## Exercise description
Only the lines below from the one containing "fn quote_field(field: &str)" to the one containing "pub mod smuggle;" should be repeated, both included and unchanged.

*** Exercise input ***

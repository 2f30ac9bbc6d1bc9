//! Request assembly and transport dispatch.
//!
//! Builds the on-the-wire header sequence, pseudo-headers first in the
//! fixed order `:authority, :method, :path, :scheme`, and routes the
//! message to the HTTP/2 or HTTP/3 engine based on the target scheme.

use crate::dns_cache::DnsCache;
use crate::error::RequestError;
use crate::headers::{Header, Headers};
use crate::{http2, http3};
use std::time::Duration;
use url::Url;

const DEFAULT_USER_AGENT: &str = "Mozilla/5.0";

/// Everything a single probe request needs.
#[derive(Debug, Clone)]
pub struct RequestParams {
    pub target: Url,
    pub method: String,
    /// Overrides the address derived from the target when set.
    pub connect_addr: Option<String>,
    pub headers: Headers,
    /// Emit only `headers`, verbatim, without any pseudo-headers. Some
    /// transforms depend on supplying those themselves, in their own
    /// order.
    pub no_auto_headers: bool,
    pub no_user_agent: bool,
    pub body: Vec<Vec<u8>>,
    pub timeout: Duration,
    pub add_content_length: bool,
    pub body_parts_delay: Duration,
    pub skip_body_end_flag: bool,
}

impl RequestParams {
    pub fn new(target: Url, method: impl Into<String>, timeout: Duration) -> Self {
        RequestParams {
            target,
            method: method.into(),
            connect_addr: None,
            headers: Headers::new(),
            no_auto_headers: false,
            no_user_agent: false,
            body: Vec::new(),
            timeout,
            add_content_length: false,
            body_parts_delay: Duration::ZERO,
            skip_body_end_flag: false,
        }
    }
}

/// A request or response: header sequence plus body as separate chunks.
/// Chunks stay separate so the wire engines can frame and delay them
/// individually.
#[derive(Debug, Clone, Default, PartialEq, Eq)]
pub struct HttpMessage {
    pub headers: Headers,
    pub body: Vec<Vec<u8>>,
}

impl HttpMessage {
    pub fn body_len(&self) -> usize {
        self.body.iter().map(Vec::len).sum()
    }
}

enum Transport {
    Http2,
    Http3,
}

fn transport_for(url: &Url) -> Result<Transport, RequestError> {
    match url.scheme() {
        "https" | "https+http2" => Ok(Transport::Http2),
        "https+h3" => Ok(Transport::Http3),
        other => Err(RequestError::InvalidScheme(other.to_string())),
    }
}

/// `host[:port]` part of the URL, as it appears in `:authority`.
fn url_host(url: &Url) -> Result<String, RequestError> {
    let host = url.host_str().ok_or_else(|| RequestError::InvalidTarget {
        target: url.to_string(),
        reason: "missing host".to_string(),
    })?;
    Ok(match url.port() {
        Some(port) => format!("{}:{}", host, port),
        None => host.to_string(),
    })
}

/// Assembles the final header sequence for the message.
///
/// A user header whose name matches a default replaces that default's
/// value in place (so pseudo-headers stay first and unique); additional
/// duplicates of the same name are appended as-is.
pub fn build_headers(params: &RequestParams) -> Result<Headers, RequestError> {
    let mut headers = if params.no_auto_headers {
        params.headers.clone()
    } else {
        let path = match params.target.path() {
            "" => "/",
            p => p,
        };
        let mut defaults = vec![
            Header::new(":authority", url_host(&params.target)?),
            Header::new(":method", params.method.as_bytes()),
            Header::new(":path", path),
            Header::new(":scheme", "https"),
        ];
        if !params.no_user_agent {
            defaults.push(Header::new("user-agent", DEFAULT_USER_AGENT));
        }

        let mut to_skip: Vec<Vec<u8>> = Vec::new();
        for default in defaults.iter_mut() {
            if let Some(value) = params.headers.get(&default.name) {
                default.value = value.to_vec();
                to_skip.push(default.name.clone());
            }
        }

        let mut headers = Headers(defaults);
        for h in &params.headers {
            if let Some(at) = to_skip.iter().position(|name| *name == h.name.as_slice()) {
                // Only the first occurrence replaced a default.
                to_skip.remove(at);
                continue;
            }
            headers.push(h.clone());
        }
        headers
    };

    if params.add_content_length {
        let total: usize = params.body.iter().map(Vec::len).sum();
        headers.push(Header::new("content-length", total.to_string()));
    }

    Ok(headers)
}

/// Builds the message and sends it over the scheme-selected transport.
pub fn send_request(params: &RequestParams, dns: &DnsCache) -> Result<HttpMessage, RequestError> {
    let transport = transport_for(&params.target)?;
    let headers = build_headers(params)?;
    let message = HttpMessage {
        headers,
        body: params.body.clone(),
    };

    let host = url_host(&params.target)?;
    let connect_addr = params.connect_addr.as_deref().unwrap_or(&host);
    let server_name = params.target.host_str().unwrap_or_default();

    match transport {
        Transport::Http2 => http2::send_request(
            connect_addr,
            server_name,
            &message,
            params.timeout,
            params.body_parts_delay,
            params.skip_body_end_flag,
            dns,
        ),
        Transport::Http3 => http3::send_request(
            connect_addr,
            server_name,
            &message,
            params.timeout,
            params.body_parts_delay,
            params.skip_body_end_flag,
            dns,
        ),
    }
}

#[cfg(test)]
mod tests {
    use super::*;

    fn params(target: &str) -> RequestParams {
        RequestParams::new(
            Url::parse(target).unwrap(),
            "GET",
            Duration::from_secs(10),
        )
    }

    fn names(headers: &Headers) -> Vec<Vec<u8>> {
        headers.iter().map(|h| h.name.clone()).collect()
    }

    #[test]
    fn pseudo_headers_first_in_fixed_order() {
        let mut p = params("https://example.com/x?q=1");
        p.headers.push(Header::new("x-custom", "1"));
        p.headers.push(Header::new("x-other", "2"));
        let headers = build_headers(&p).unwrap();
        assert_eq!(
            names(&headers),
            vec![
                b":authority".to_vec(),
                b":method".to_vec(),
                b":path".to_vec(),
                b":scheme".to_vec(),
                b"user-agent".to_vec(),
                b"x-custom".to_vec(),
                b"x-other".to_vec(),
            ]
        );
        assert_eq!(headers.get(b":path"), Some(&b"/x"[..]));
        assert_eq!(headers.get(b":scheme"), Some(&b"https"[..]));
    }

    #[test]
    fn authority_keeps_explicit_port() {
        let p = params("https://example.com:8443/");
        let headers = build_headers(&p).unwrap();
        assert_eq!(headers.get(b":authority"), Some(&b"example.com:8443"[..]));
    }

    #[test]
    fn user_header_overrides_default_in_place() {
        let mut p = params("https://example.com/");
        p.headers.push(Header::new(":path", "/evil HTTP/1.1\r\nx: y"));
        p.headers.push(Header::new("user-agent", "custom"));
        let headers = build_headers(&p).unwrap();

        // Replaced values, still exactly one occurrence each, still in
        // pseudo-header position.
        assert_eq!(names(&headers).len(), 5);
        assert_eq!(names(&headers)[2], b":path".to_vec());
        assert_eq!(headers.get(b":path"), Some(&b"/evil HTTP/1.1\r\nx: y"[..]));
        assert_eq!(headers.get(b"user-agent"), Some(&b"custom"[..]));
    }

    #[test]
    fn second_duplicate_of_default_is_appended() {
        let mut p = params("https://example.com/");
        p.headers.push(Header::new(":path", "/a"));
        p.headers.push(Header::new(":path", "/b"));
        let headers = build_headers(&p).unwrap();
        let paths: Vec<_> = headers
            .iter()
            .filter(|h| h.name == b":path")
            .map(|h| h.value.clone())
            .collect();
        assert_eq!(paths, vec![b"/a".to_vec(), b"/b".to_vec()]);
        // The first copy sits in the pseudo block, the second at the end.
        assert_eq!(names(&headers)[2], b":path".to_vec());
        assert_eq!(names(&headers).last().unwrap(), &b":path".to_vec());
    }

    #[test]
    fn no_auto_headers_passes_through_verbatim() {
        let mut p = params("https://example.com/");
        p.no_auto_headers = true;
        p.headers.push(Header::new("zzz", "1"));
        p.headers.push(Header::new(":method", "GET"));
        let headers = build_headers(&p).unwrap();
        assert_eq!(names(&headers), vec![b"zzz".to_vec(), b":method".to_vec()]);
    }

    #[test]
    fn no_user_agent_drops_default() {
        let mut p = params("https://example.com/");
        p.no_user_agent = true;
        let headers = build_headers(&p).unwrap();
        assert_eq!(headers.get(b"user-agent"), None);
        assert_eq!(headers.len(), 4);
    }

    #[test]
    fn content_length_sums_chunks() {
        let mut p = params("https://example.com/");
        p.add_content_length = true;
        p.body = vec![b"abc".to_vec(), b"de".to_vec()];
        let headers = build_headers(&p).unwrap();
        assert_eq!(headers.get(b"content-length"), Some(&b"5"[..]));
    }

    #[test]
    fn scheme_dispatch() {
        assert!(matches!(
            transport_for(&Url::parse("https://a/").unwrap()),
            Ok(Transport::Http2)
        ));
        assert!(matches!(
            transport_for(&Url::parse("https+http2://a/").unwrap()),
            Ok(Transport::Http2)
        ));
        assert!(matches!(
            transport_for(&Url::parse("https+h3://a/").unwrap()),
            Ok(Transport::Http3)
        ));
        assert!(matches!(
            transport_for(&Url::parse("http://a/").unwrap()),
            Err(RequestError::InvalidScheme(_))
        ));
    }
}
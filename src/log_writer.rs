//! Append-only CSV sink for probe results, safe for concurrent workers.

use crate::detect::DetectParams;
use std::fs::File;
use std::io::{self, Write};
use std::path::Path;
use std::sync::Mutex;

const HEADER: [&str; 7] = [
    "target",
    "http_method",
    "detect_method",
    "padding_method",
    "smuggling_method",
    "smuggling_variant",
    "result",
];

pub struct CsvLogWriter {
    inner: Mutex<Inner>,
}

struct Inner {
    file: File,
    header_written: bool,
}

impl CsvLogWriter {
    pub fn create(path: &Path) -> io::Result<Self> {
        let file = File::create(path)?;
        Ok(CsvLogWriter {
            inner: Mutex::new(Inner {
                file,
                header_written: false,
            }),
        })
    }

    /// Writes the header row once, then one record per call. The lock
    /// spans the header check and the record so rows never interleave.
    pub fn log(&self, params: &DetectParams, result: &str) -> io::Result<()> {
        let mut inner = self.inner.lock().unwrap();
        if !inner.header_written {
            write_record(&mut inner.file, &HEADER)?;
            inner.header_written = true;
        }
        let detect_method = params.detect_method.to_string();
        let padding_method = params.padding_method.to_string();
        let smuggling_method = params.smuggling_method.to_string();
        let smuggling_variant = params.smuggling_variant.to_string();
        let record: [&str; 7] = [
            &params.target,
            &params.request_method,
            &detect_method,
            &padding_method,
            &smuggling_method,
            &smuggling_variant,
            result,
        ];
        write_record(&mut inner.file, &record)
    }
}

fn write_record<W: Write>(w: &mut W, fields: &[impl AsRef<str>]) -> io::Result<()> {
    let mut line = String::new();
    for (i, field) in fields.iter().enumerate() {
        if i > 0 {
            line.push(',');
        }
        line.push_str(&quote_field(field.as_ref()));
    }
    line.push('\n');
    w.write_all(line.as_bytes())?;
    w.flush()
}

/// RFC 4180 quoting; variant strings legitimately contain commas, quotes
/// and raw newlines.
fn quote_field(field: &str) -> String {
    if field.contains([',', '"', '\n', '\r']) {
        let mut quoted = String::with_capacity(field.len() + 2);
        quoted.push('"');
        for c in field.chars() {
            if c == '"' {
                quoted.push('"');
            }
            quoted.push(c);
        }
        quoted.push('"');
        quoted
    } else {
        field.to_string()
    }
}

#[cfg(test)]
mod tests {
    use super::*;

    #[test]
    fn plain_fields_pass_through() {
        let mut buf = Vec::new();
        write_record(&mut buf, &["a", "b", "c"]).unwrap();
        assert_eq!(buf, b"a,b,c\n");
    }

    #[test]
    fn special_characters_are_quoted() {
        let mut buf = Vec::new();
        write_record(&mut buf, &["a,b", "say \"hi\"", "x\r\ny"]).unwrap();
        assert_eq!(
            String::from_utf8(buf).unwrap(),
            "\"a,b\",\"say \"\"hi\"\"\",\"x\r\ny\"\n"
        );
    }
}
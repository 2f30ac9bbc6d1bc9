// h2smuggle core library
//
// Probes HTTP/2 and HTTP/3 origins behind HTTP/1.1 intermediaries for
// request-smuggling discrepancies: deliberately malformed request pairs
// are emitted at the frame level and the response populations compared.

pub mod detect;
pub mod detect_method;
pub mod dns_cache;
pub mod error;
pub mod headers;
pub mod hpack;
pub mod http2;
pub mod http3;
pub mod huffman;
pub mod log_writer;
pub mod padding;
pub mod qpack;
pub mod request;
pub mod response_set;
pub mod scheduler;
pub mod smuggle;
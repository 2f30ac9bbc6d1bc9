//! QPACK (RFC 9204) in the same split as the HPACK module: a writer that
//! emits only literal field lines with verbatim bytes, and a conforming
//! reader for response field sections.
//!
//! The empty SETTINGS we send on the control stream leaves the peer's
//! encoder with a zero-capacity dynamic table, so the reader only has to
//! resolve static-table references and literals; any dynamic reference is
//! a protocol error.

use crate::headers::{Header, Headers};
use crate::hpack::{append_prefix_int, read_prefix_int};
use crate::huffman;

/// Encodes a field section: zeroed prefix (required insert count 0, base
/// 0) followed by one literal-field-line-with-literal-name per header, no
/// Huffman coding, bytes copied untouched.
pub fn encode_block(headers: &Headers) -> Vec<u8> {
    let mut buf = vec![0x00, 0x00];
    for h in headers {
        append_field_line(&mut buf, h);
    }
    buf
}

fn append_field_line(dst: &mut Vec<u8>, h: &Header) {
    // 001 N=0 H=0 + 3-bit name length prefix.
    let start = dst.len();
    append_prefix_int(dst, 3, h.name.len() as u64);
    dst[start] |= 0x20;
    dst.extend_from_slice(&h.name);
    append_prefix_int(dst, 7, h.value.len() as u64);
    dst.extend_from_slice(&h.value);
}

/// RFC 9204 appendix A; indices 0 through 98.
const STATIC_TABLE: [(&str, &str); 99] = [
    (":authority", ""),
    (":path", "/"),
    ("age", "0"),
    ("content-disposition", ""),
    ("content-length", "0"),
    ("cookie", ""),
    ("date", ""),
    ("etag", ""),
    ("if-modified-since", ""),
    ("if-none-match", ""),
    ("last-modified", ""),
    ("link", ""),
    ("location", ""),
    ("referer", ""),
    ("set-cookie", ""),
    (":method", "CONNECT"),
    (":method", "DELETE"),
    (":method", "GET"),
    (":method", "HEAD"),
    (":method", "OPTIONS"),
    (":method", "POST"),
    (":method", "PUT"),
    (":scheme", "http"),
    (":scheme", "https"),
    (":status", "103"),
    (":status", "200"),
    (":status", "304"),
    (":status", "404"),
    (":status", "503"),
    ("accept", "*/*"),
    ("accept", "application/dns-message"),
    ("accept-encoding", "gzip, deflate, br"),
    ("accept-ranges", "bytes"),
    ("access-control-allow-headers", "cache-control"),
    ("access-control-allow-headers", "content-type"),
    ("access-control-allow-origin", "*"),
    ("cache-control", "max-age=0"),
    ("cache-control", "max-age=2592000"),
    ("cache-control", "max-age=604800"),
    ("cache-control", "no-cache"),
    ("cache-control", "no-store"),
    ("cache-control", "public, max-age=31536000"),
    ("content-encoding", "br"),
    ("content-encoding", "gzip"),
    ("content-type", "application/dns-message"),
    ("content-type", "application/javascript"),
    ("content-type", "application/json"),
    ("content-type", "application/x-www-form-urlencoded"),
    ("content-type", "image/gif"),
    ("content-type", "image/jpeg"),
    ("content-type", "image/png"),
    ("content-type", "text/css"),
    ("content-type", "text/html; charset=utf-8"),
    ("content-type", "text/plain"),
    ("content-type", "text/plain;charset=utf-8"),
    ("range", "bytes=0-"),
    ("strict-transport-security", "max-age=31536000"),
    ("strict-transport-security", "max-age=31536000; includesubdomains"),
    (
        "strict-transport-security",
        "max-age=31536000; includesubdomains; preload",
    ),
    ("vary", "accept-encoding"),
    ("vary", "origin"),
    ("x-content-type-options", "nosniff"),
    ("x-xss-protection", "1; mode=block"),
    (":status", "100"),
    (":status", "204"),
    (":status", "206"),
    (":status", "302"),
    (":status", "400"),
    (":status", "403"),
    (":status", "421"),
    (":status", "425"),
    (":status", "500"),
    ("accept-language", ""),
    ("access-control-allow-credentials", "FALSE"),
    ("access-control-allow-credentials", "TRUE"),
    ("access-control-allow-headers", "*"),
    ("access-control-allow-methods", "get"),
    ("access-control-allow-methods", "get, post, options"),
    ("access-control-allow-methods", "options"),
    ("access-control-expose-headers", "content-length"),
    ("access-control-request-headers", "content-type"),
    ("access-control-request-method", "get"),
    ("access-control-request-method", "post"),
    ("alt-svc", "clear"),
    ("authorization", ""),
    (
        "content-security-policy",
        "script-src 'none'; object-src 'none'; base-uri 'none'",
    ),
    ("early-data", "1"),
    ("expect-ct", ""),
    ("forwarded", ""),
    ("if-range", ""),
    ("origin", ""),
    ("purpose", "prefetch"),
    ("server", ""),
    ("timing-allow-origin", "*"),
    ("upgrade-insecure-requests", "1"),
    ("user-agent", ""),
    ("x-forwarded-for", ""),
    ("x-frame-options", "deny"),
    ("x-frame-options", "sameorigin"),
];

fn static_entry(index: u64) -> Result<(Vec<u8>, Vec<u8>), String> {
    let (n, v) = STATIC_TABLE
        .get(index as usize)
        .ok_or_else(|| format!("static index {} out of range", index))?;
    Ok((n.as_bytes().to_vec(), v.as_bytes().to_vec()))
}

fn read_string(input: &[u8], pos: &mut usize, prefix: u8, first_mask: u8) -> Result<Vec<u8>, String> {
    if *pos >= input.len() {
        return Err("truncated string".into());
    }
    let huffman_coded = input[*pos] & first_mask != 0;
    let len = read_prefix_int(input, pos, prefix)? as usize;
    if input.len() - *pos < len {
        return Err("truncated string".into());
    }
    let raw = &input[*pos..*pos + len];
    *pos += len;
    if huffman_coded {
        huffman::decode(raw)
    } else {
        Ok(raw.to_vec())
    }
}

/// Decodes a response field section, appending fields to `out` in wire
/// order.
pub fn decode_block(input: &[u8], out: &mut Headers) -> Result<(), String> {
    let mut pos = 0usize;

    // Encoded field section prefix: required insert count, then sign bit
    // and delta base. Anything but a zero insert count implies dynamic
    // table use, which we never allowed.
    let required_insert_count = read_prefix_int(input, &mut pos, 8)?;
    if required_insert_count != 0 {
        return Err("dynamic table required by peer".into());
    }
    read_prefix_int(input, &mut pos, 7)?;

    while pos < input.len() {
        let first = input[pos];
        if first & 0x80 != 0 {
            // Indexed field line; T bit selects the table.
            if first & 0x40 == 0 {
                return Err("dynamic table reference".into());
            }
            let index = read_prefix_int(input, &mut pos, 6)?;
            let (name, value) = static_entry(index)?;
            out.push(Header::new(name, value));
        } else if first & 0x40 != 0 {
            // Literal field line with name reference.
            if first & 0x10 == 0 {
                return Err("dynamic table reference".into());
            }
            let index = read_prefix_int(input, &mut pos, 4)?;
            let (name, _) = static_entry(index)?;
            let value = read_string(input, &mut pos, 7, 0x80)?;
            out.push(Header::new(name, value));
        } else if first & 0x20 != 0 {
            // Literal field line with literal name.
            let huffman_name = first & 0x08 != 0;
            let name_len = read_prefix_int(input, &mut pos, 3)? as usize;
            if input.len() - pos < name_len {
                return Err("truncated string".into());
            }
            let raw = &input[pos..pos + name_len];
            pos += name_len;
            let name = if huffman_name {
                huffman::decode(raw)?
            } else {
                raw.to_vec()
            };
            let value = read_string(input, &mut pos, 7, 0x80)?;
            out.push(Header::new(name, value));
        } else {
            // Post-base forms only exist with a non-empty dynamic table.
            return Err("dynamic table reference".into());
        }
    }
    Ok(())
}

#[cfg(test)]
mod tests {
    use super::*;

    #[test]
    fn roundtrip_preserves_bytes() {
        let headers = Headers(vec![
            Header::new(":method", "POST"),
            Header::new("content-length\t", "-1"),
            Header::new("header", "val\r\ntransfer-encoding:chunked"),
            Header::new(&b"\x00\xff"[..], &b"\x85"[..]),
        ]);
        let block = encode_block(&headers);
        assert_eq!(&block[..2], &[0x00, 0x00]);
        let mut out = Headers::new();
        decode_block(&block, &mut out).unwrap();
        assert_eq!(out, headers);
    }

    #[test]
    fn field_line_wire_form() {
        let mut buf = Vec::new();
        append_field_line(&mut buf, &Header::new("ab", "c"));
        assert_eq!(buf, vec![0x22, b'a', b'b', 0x01, b'c']);
    }

    #[test]
    fn long_name_spills_into_continuation() {
        let name = vec![b'n'; 20];
        let headers = Headers(vec![Header::new(name.clone(), "v")]);
        let block = encode_block(&headers);
        // 3-bit prefix maxes at 7: first byte 0x27, continuation 13.
        assert_eq!(block[2], 0x27);
        assert_eq!(block[3], 13);
        let mut out = Headers::new();
        decode_block(&block, &mut out).unwrap();
        assert_eq!(out.0[0].name, name);
    }

    #[test]
    fn decodes_static_references() {
        // Indexed: :status 200 (index 25). Name-referenced literal:
        // content-length (index 4) with value "12".
        let block = vec![0x00, 0x00, 0x80 | 0x40 | 25, 0x40 | 0x10 | 4, 0x02, b'1', b'2'];
        let mut out = Headers::new();
        decode_block(&block, &mut out).unwrap();
        assert_eq!(out.get(b":status"), Some(&b"200"[..]));
        assert_eq!(out.get(b"content-length"), Some(&b"12"[..]));
    }

    #[test]
    fn rejects_dynamic_references() {
        let mut out = Headers::new();
        assert!(decode_block(&[0x00, 0x00, 0x80], &mut out).is_err());
        assert!(decode_block(&[0x01, 0x00], &mut out).is_err());
    }
}
#[cfg(test)]
mod tests {
    use super::*;
    use crate::headers::{Header, Headers};

    fn message(headers: Vec<Header>, body: Vec<Vec<u8>>) -> HttpMessage {
        HttpMessage {
            headers: Headers(headers),
            body,
        }
    }

    #[test]
    fn empty_body_is_a_single_part() {
        let msg = message(vec![Header::new(":method", "GET")], vec![]);
        let parts = prepare_request_parts(&msg, false);
        assert_eq!(parts.len(), 1);
        assert!(parts[0].starts_with(CLIENT_PREFACE));
        // SETTINGS-ACK is the last frame of the single part.
        let tail = &parts[0][parts[0].len() - 9..];
        assert_eq!(tail, &[0, 0, 0, FRAME_SETTINGS, FLAG_ACK, 0, 0, 0, 0]);
    }

    #[test]
    fn body_chunks_become_separate_parts() {
        let msg = message(
            vec![Header::new(":method", "POST")],
            vec![b"aaaa".to_vec(), b"bb".to_vec()],
        );
        let parts = prepare_request_parts(&msg, false);
        // prefix+HEADERS, chunk 1, chunk 2, SETTINGS-ACK.
        assert_eq!(parts.len(), 4);

        // Chunk parts are single DATA frames; END_STREAM only on the last.
        assert_eq!(parts[1][3], FRAME_DATA);
        assert_eq!(parts[1][4], 0);
        assert_eq!(parts[2][3], FRAME_DATA);
        assert_eq!(parts[2][4], FLAG_END_STREAM);
        assert_eq!(&parts[2][9..], b"bb");
    }

    #[test]
    fn skip_body_end_leaves_stream_open() {
        let msg = message(vec![Header::new(":method", "POST")], vec![b"x".to_vec()]);
        let parts = prepare_request_parts(&msg, true);
        for part in &parts {
            let mut at = 0;
            while at < part.len() {
                let len = u32::from_be_bytes([0, part[at], part[at + 1], part[at + 2]]) as usize;
                if part[at + 3] == FRAME_DATA || part[at + 3] == FRAME_HEADERS {
                    assert_eq!(part[at + 4] & FLAG_END_STREAM, 0);
                }
                at += 9 + len;
            }
        }
    }

    #[test]
    fn large_chunk_is_split_into_capped_data_frames() {
        let msg = message(
            vec![Header::new(":method", "POST")],
            vec![vec![0u8; MAX_DATA_FRAME + 1]],
        );
        let parts = prepare_request_parts(&msg, false);
        assert_eq!(parts.len(), 3);
        let chunk_part = &parts[1];
        let first_len =
            u32::from_be_bytes([0, chunk_part[0], chunk_part[1], chunk_part[2]]) as usize;
        assert_eq!(first_len, MAX_DATA_FRAME);
        assert_eq!(chunk_part[4] & FLAG_END_STREAM, 0);
        let second = &chunk_part[9 + first_len..];
        assert_eq!(u32::from_be_bytes([0, second[0], second[1], second[2]]), 1);
        assert_eq!(second[4] & FLAG_END_STREAM, FLAG_END_STREAM);
    }

    #[test]
    fn settings_and_window_update_values() {
        let msg = message(vec![Header::new(":method", "GET")], vec![]);
        let parts = prepare_request_parts(&msg, false);
        let buf = &parts[0][CLIENT_PREFACE.len()..];

        // SETTINGS: one entry, INITIAL_WINDOW_SIZE = 2^30 - 1.
        assert_eq!(buf[3], FRAME_SETTINGS);
        assert_eq!(&buf[9..11], &SETTINGS_INITIAL_WINDOW_SIZE.to_be_bytes());
        assert_eq!(
            u32::from_be_bytes(buf[11..15].try_into().unwrap()),
            (1 << 30) - 1
        );

        // WINDOW_UPDATE on stream 0 by 2^30 - 2^16 - 1.
        let wu = &buf[15..];
        assert_eq!(wu[3], FRAME_WINDOW_UPDATE);
        assert_eq!(
            u32::from_be_bytes(wu[9..13].try_into().unwrap()),
            (1 << 30) - (1 << 16) - 1
        );
    }

    #[test]
    fn split_host_port_forms() {
        assert_eq!(split_host_port("example.com").unwrap(), ("example.com".into(), 443));
        assert_eq!(split_host_port("example.com:8443").unwrap(), ("example.com".into(), 8443));
        assert_eq!(split_host_port("[::1]:80").unwrap(), ("::1".into(), 80));
        assert_eq!(split_host_port("[::1]").unwrap(), ("::1".into(), 443));
        assert_eq!(split_host_port("::1").unwrap(), ("::1".into(), 443));
        assert!(split_host_port("host:bad").is_err());
    }
}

*** End of Exercise input ***

## Result
fn quote_field(field: &str) -> String {
    if field.contains([',', '"', '\n', '\r']) {
        let mut quoted = String::with_capacity(field.len() + 2);
        quoted.push('"');
        for c in field.chars() {
            if c == '"' {
                quoted.push('"');
            }
            quoted.push(c);
        }
        quoted.push('"');
        quoted
    } else {
        field.to_string()
    }
}

#[cfg(test)]
mod tests {
    use super::*;

    #[test]
    fn plain_fields_pass_through() {
        let mut buf = Vec::new();
        write_record(&mut buf, &["a", "b", "c"]).unwrap();
        assert_eq!(buf, b"a,b,c\n");
    }

    #[test]
    fn special_characters_are_quoted() {
        let mut buf = Vec::new();
        write_record(&mut buf, &["a,b", "say \"hi\"", "x\r\ny"]).unwrap();
        assert_eq!(
            String::from_utf8(buf).unwrap(),
            "\"a,b\",\"say \"\"hi\"\"\",\"x\r\ny\"\n"
        );
    }
}
repository 2f30ac9bbc6d1bc9
// h2smuggle core library
//
// Probes HTTP/2 and HTTP/3 origins behind HTTP/1.1 intermediaries for
// request-smuggling discrepancies: deliberately malformed request pairs
// are emitted at the frame level and the response populations compared.

pub mod detect;
pub mod detect_method;
pub mod dns_cache;
pub mod error;
pub mod headers;
pub mod hpack;
pub mod http2;
pub mod http3;
pub mod huffman;
pub mod log_writer;
pub mod padding;
pub mod qpack;
pub mod request;
pub mod response_set;
pub mod scheduler;
pub mod smuggle;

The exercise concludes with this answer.